ABOUT THIS EXERCISE: From the entries below, please gather each line containing the string "such".

[Stored data entries]

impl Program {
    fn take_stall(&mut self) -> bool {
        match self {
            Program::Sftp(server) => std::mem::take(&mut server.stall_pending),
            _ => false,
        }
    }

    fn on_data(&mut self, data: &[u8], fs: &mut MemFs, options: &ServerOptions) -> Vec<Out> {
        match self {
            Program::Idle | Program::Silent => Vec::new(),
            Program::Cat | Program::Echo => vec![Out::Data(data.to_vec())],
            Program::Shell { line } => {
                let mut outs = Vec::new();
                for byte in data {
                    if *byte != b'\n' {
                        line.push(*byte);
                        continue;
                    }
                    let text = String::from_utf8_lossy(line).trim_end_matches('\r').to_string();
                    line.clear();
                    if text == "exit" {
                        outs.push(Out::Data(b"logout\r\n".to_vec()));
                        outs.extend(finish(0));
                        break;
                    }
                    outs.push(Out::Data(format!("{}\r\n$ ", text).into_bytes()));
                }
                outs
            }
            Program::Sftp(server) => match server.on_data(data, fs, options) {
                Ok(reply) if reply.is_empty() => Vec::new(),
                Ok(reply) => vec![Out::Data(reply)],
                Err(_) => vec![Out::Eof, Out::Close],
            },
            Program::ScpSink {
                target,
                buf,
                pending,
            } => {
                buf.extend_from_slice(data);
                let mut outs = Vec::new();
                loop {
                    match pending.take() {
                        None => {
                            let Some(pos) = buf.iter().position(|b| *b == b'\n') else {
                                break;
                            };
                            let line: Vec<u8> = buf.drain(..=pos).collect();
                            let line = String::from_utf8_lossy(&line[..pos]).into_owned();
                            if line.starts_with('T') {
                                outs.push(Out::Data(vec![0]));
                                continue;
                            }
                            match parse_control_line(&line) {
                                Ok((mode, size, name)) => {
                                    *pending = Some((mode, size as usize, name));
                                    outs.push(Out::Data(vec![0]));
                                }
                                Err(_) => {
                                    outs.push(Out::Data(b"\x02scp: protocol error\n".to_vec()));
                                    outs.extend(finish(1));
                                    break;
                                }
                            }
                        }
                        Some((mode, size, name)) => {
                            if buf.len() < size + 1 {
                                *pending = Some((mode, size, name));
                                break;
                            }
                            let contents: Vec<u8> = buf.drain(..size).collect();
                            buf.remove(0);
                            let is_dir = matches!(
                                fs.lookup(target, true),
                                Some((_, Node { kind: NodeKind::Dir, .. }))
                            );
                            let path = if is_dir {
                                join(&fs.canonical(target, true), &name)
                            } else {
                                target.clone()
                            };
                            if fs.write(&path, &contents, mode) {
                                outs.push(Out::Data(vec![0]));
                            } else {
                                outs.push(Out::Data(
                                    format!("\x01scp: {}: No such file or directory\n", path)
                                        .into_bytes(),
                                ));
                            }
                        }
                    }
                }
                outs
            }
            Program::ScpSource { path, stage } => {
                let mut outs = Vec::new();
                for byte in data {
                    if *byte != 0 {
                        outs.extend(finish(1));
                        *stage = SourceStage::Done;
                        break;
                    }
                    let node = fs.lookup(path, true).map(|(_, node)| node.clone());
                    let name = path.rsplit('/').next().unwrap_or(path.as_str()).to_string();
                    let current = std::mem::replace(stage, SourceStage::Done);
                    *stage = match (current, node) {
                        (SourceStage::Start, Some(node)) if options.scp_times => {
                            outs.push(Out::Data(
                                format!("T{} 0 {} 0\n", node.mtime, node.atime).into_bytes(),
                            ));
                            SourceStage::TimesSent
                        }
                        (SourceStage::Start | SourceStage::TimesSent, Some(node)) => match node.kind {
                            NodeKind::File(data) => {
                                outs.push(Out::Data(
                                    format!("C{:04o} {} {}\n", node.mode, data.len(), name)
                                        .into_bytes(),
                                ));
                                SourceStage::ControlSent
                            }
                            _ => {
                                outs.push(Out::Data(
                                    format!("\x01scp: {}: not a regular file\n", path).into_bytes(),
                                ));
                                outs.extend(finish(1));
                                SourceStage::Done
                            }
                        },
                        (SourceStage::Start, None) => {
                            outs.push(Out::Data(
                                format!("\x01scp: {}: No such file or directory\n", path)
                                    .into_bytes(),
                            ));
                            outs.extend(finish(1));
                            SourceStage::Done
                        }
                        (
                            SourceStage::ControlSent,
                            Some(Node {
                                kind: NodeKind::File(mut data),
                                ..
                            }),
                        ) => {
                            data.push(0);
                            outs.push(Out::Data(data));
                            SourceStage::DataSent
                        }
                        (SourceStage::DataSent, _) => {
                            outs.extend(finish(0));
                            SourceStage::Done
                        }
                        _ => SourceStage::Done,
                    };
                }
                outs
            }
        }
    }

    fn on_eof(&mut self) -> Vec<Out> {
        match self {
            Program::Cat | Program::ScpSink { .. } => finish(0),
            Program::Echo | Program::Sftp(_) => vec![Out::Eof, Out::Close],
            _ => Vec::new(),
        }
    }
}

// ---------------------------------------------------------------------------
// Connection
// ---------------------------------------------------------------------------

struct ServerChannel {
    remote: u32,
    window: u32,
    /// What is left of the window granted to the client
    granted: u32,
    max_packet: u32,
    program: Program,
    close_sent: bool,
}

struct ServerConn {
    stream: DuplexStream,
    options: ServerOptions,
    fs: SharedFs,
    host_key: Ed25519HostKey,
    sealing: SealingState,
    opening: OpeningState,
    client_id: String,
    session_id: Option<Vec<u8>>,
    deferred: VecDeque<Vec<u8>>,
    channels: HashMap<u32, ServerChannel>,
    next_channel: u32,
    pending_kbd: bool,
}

ANSWER TO THIS TASK:
                                    format!("\x01scp: {}: No such file or directory\n", path)
                                format!("\x01scp: {}: No such file or directory\n", path)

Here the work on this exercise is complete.